[Stored items]
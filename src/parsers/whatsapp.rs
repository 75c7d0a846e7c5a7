// src/parsers/whatsapp.rs
// WhatsApp Desktop packs its entire message grammar into one accessibility
// description string per row rather than exposing separate sender/body/time
// elements, so this parser does not go through the generic bubble grammar —
// it locates the open chat pane by role description and parses each row's
// description text directly.

use async_trait::async_trait;
use chrono::Local;

use crate::accessibility::ElementHandle;
use crate::dates::parse_app_timestamp;
use crate::deadline::Deadline;
use crate::error::HarvesterError;
use crate::matcher::Matcher;
use crate::traversal::{self, TraversalConfig};

use super::common::text_of;
use super::types::{
    AppKind, AppParser, ChannelType, ConversationRecord, MessageMetadata, MessageRecord,
    MessageType, ParseResult,
};

pub struct WhatsAppParser;

/// Trailing status markers WhatsApp appends to a row's description,
/// comma-separated, zero or more at a time. `"Red"` is kept verbatim: it is
/// the literal string WhatsApp's own accessibility layer emits, an apparent
/// typo for "Read" that must not be silently corrected.
const STATUS_MARKERS: &[&str] = &["Read", "Red", "Delivered", "Starred", "Edited", "Pinned"];

/// One of the eleven fixed row-description prefixes WhatsApp uses to open a
/// message's description string.
struct PrefixRule {
    prefix: &'static str,
    has_name: bool,
    is_self: bool,
}

const PREFIXES: &[PrefixRule] = &[
    PrefixRule { prefix: "message,", has_name: false, is_self: false },
    PrefixRule { prefix: "Message from", has_name: true, is_self: false },
    PrefixRule { prefix: "Replying to", has_name: true, is_self: false },
    PrefixRule { prefix: "Forwarded.", has_name: false, is_self: false },
    PrefixRule { prefix: "Video,", has_name: false, is_self: false },
    PrefixRule { prefix: "Video from", has_name: true, is_self: false },
    PrefixRule { prefix: "Photo,", has_name: false, is_self: false },
    PrefixRule { prefix: "Photo from", has_name: true, is_self: false },
    PrefixRule { prefix: "Your message,", has_name: false, is_self: true },
    PrefixRule { prefix: "Your video,", has_name: false, is_self: true },
    PrefixRule { prefix: "Your photo,", has_name: false, is_self: true },
];

/// Strip zero or more trailing `", MARKER"` suffixes, in whatever order the
/// description renders them.
fn strip_trailing_status_markers(text: &str) -> &str {
    let mut rest = text.trim_end();
    loop {
        let mut stripped = None;
        for marker in STATUS_MARKERS {
            if let Some(prefix) = rest.strip_suffix(marker.to_owned().as_str()) {
                let prefix = prefix.trim_end();
                if let Some(p) = prefix.strip_suffix(',') {
                    stripped = Some(p.trim_end());
                    break;
                }
            }
        }
        match stripped {
            Some(next) => rest = next,
            None => break,
        }
    }
    rest
}

struct ParsedRow {
    sender: String,
    conversation_name: Option<String>,
    content: String,
    timestamp: Option<chrono::DateTime<Local>>,
}

fn parse_description(description: &str, reference: chrono::DateTime<Local>) -> Option<ParsedRow> {
    let body = strip_trailing_status_markers(description.trim());

    let rule = PREFIXES.iter().find(|r| body.starts_with(r.prefix))?;
    let after_prefix = body[rule.prefix.len()..].trim_start();

    let (name, remainder) = if rule.has_name {
        let (name, rest) = after_prefix.split_once(',')?;
        (Some(name.trim().to_string()), rest)
    } else {
        (None, after_prefix)
    };

    let fields: Vec<&str> = remainder
        .split(',')
        .map(str::trim)
        .filter(|f| !f.is_empty())
        .collect();
    let (content_field, rest_fields) = fields.split_first()?;
    let content = content_field.to_string();

    let mut received_from = None;
    let mut timestamp = None;
    for field in rest_fields {
        if let Some(who) = field.strip_prefix("Received from ") {
            received_from = Some(who.trim().to_string());
            continue;
        }
        if timestamp.is_none() {
            timestamp = parse_app_timestamp(field, reference);
        }
    }
    if timestamp.is_none() {
        timestamp = parse_app_timestamp(&rest_fields.join(" "), reference);
    }

    let sender = if rule.is_self {
        "You".to_string()
    } else if let Some(who) = received_from.clone() {
        who
    } else if let Some(n) = name.clone() {
        n
    } else {
        "unknown".to_string()
    };

    Some(ParsedRow { sender, conversation_name: name, content, timestamp })
}

#[async_trait]
impl AppParser for WhatsAppParser {
    fn app_kind(&self) -> AppKind {
        AppKind::WhatsApp
    }

    async fn parse(&self, window: &ElementHandle, deadline: Deadline) -> Result<ParseResult, HarvesterError> {
        let config = TraversalConfig::new().deadline(deadline);
        let mut warnings = Vec::new();

        // Two-pass lookup: the first "table" role-description element is the
        // conversation list, the second is the open chat itself.
        let tables = traversal::find_elements(
            window.clone(),
            config.clone(),
            Matcher::has_description_equal_to("table"),
        )
        .await?;
        let Some(chat) = tables.get(1) else {
            warnings.push("no open chat pane found".to_string());
            return Ok(ParseResult { warnings, ..Default::default() });
        };

        let rows = traversal::find_elements(chat.clone(), config.clone(), Matcher::Always).await?;

        let reference = Local::now();
        let mut channel_name: Option<String> = None;
        let mut is_group = false;
        let mut messages = Vec::new();
        let mut participants = std::collections::BTreeSet::new();

        for row in &rows {
            let Some(description) = text_of(row).await? else { continue };
            let Some(parsed) = parse_description(&description, reference) else { continue };
            if let Some(name) = &parsed.conversation_name {
                if let Some(existing) = &channel_name {
                    if existing != name {
                        is_group = true;
                    }
                } else {
                    channel_name = Some(name.clone());
                }
            }
            let Some(timestamp) = parsed.timestamp else {
                warnings.push(format!("unparseable timestamp in row: {description}"));
                continue;
            };
            participants.insert(parsed.sender.clone());
            messages.push(MessageRecord {
                sender: parsed.sender,
                content: parsed.content,
                timestamp,
                message_type: MessageType::Text,
                metadata: MessageMetadata::default(),
            });
        }

        let channel_name = channel_name.unwrap_or_else(|| "unknown-chat".to_string());
        let channel_type = if is_group { ChannelType::GroupChat } else { ChannelType::DirectMessage };

        if messages.is_empty() {
            return Ok(ParseResult { warnings, ..Default::default() });
        }

        let conversation = ConversationRecord {
            app: AppKind::WhatsApp,
            channel_type,
            channel_name,
            participants: participants.into_iter().collect(),
            messages,
        };

        Ok(ParseResult {
            conversations: vec![conversation],
            warnings,
            ..Default::default()
        })
    }
}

## WORK ITEM
Extract each line holding the word "const" from the records.

## RESULT OF THIS TASK
const STATUS_MARKERS: &[&str] = &["Read", "Red", "Delivered", "Starred", "Edited", "Pinned"];
const PREFIXES: &[PrefixRule] = &[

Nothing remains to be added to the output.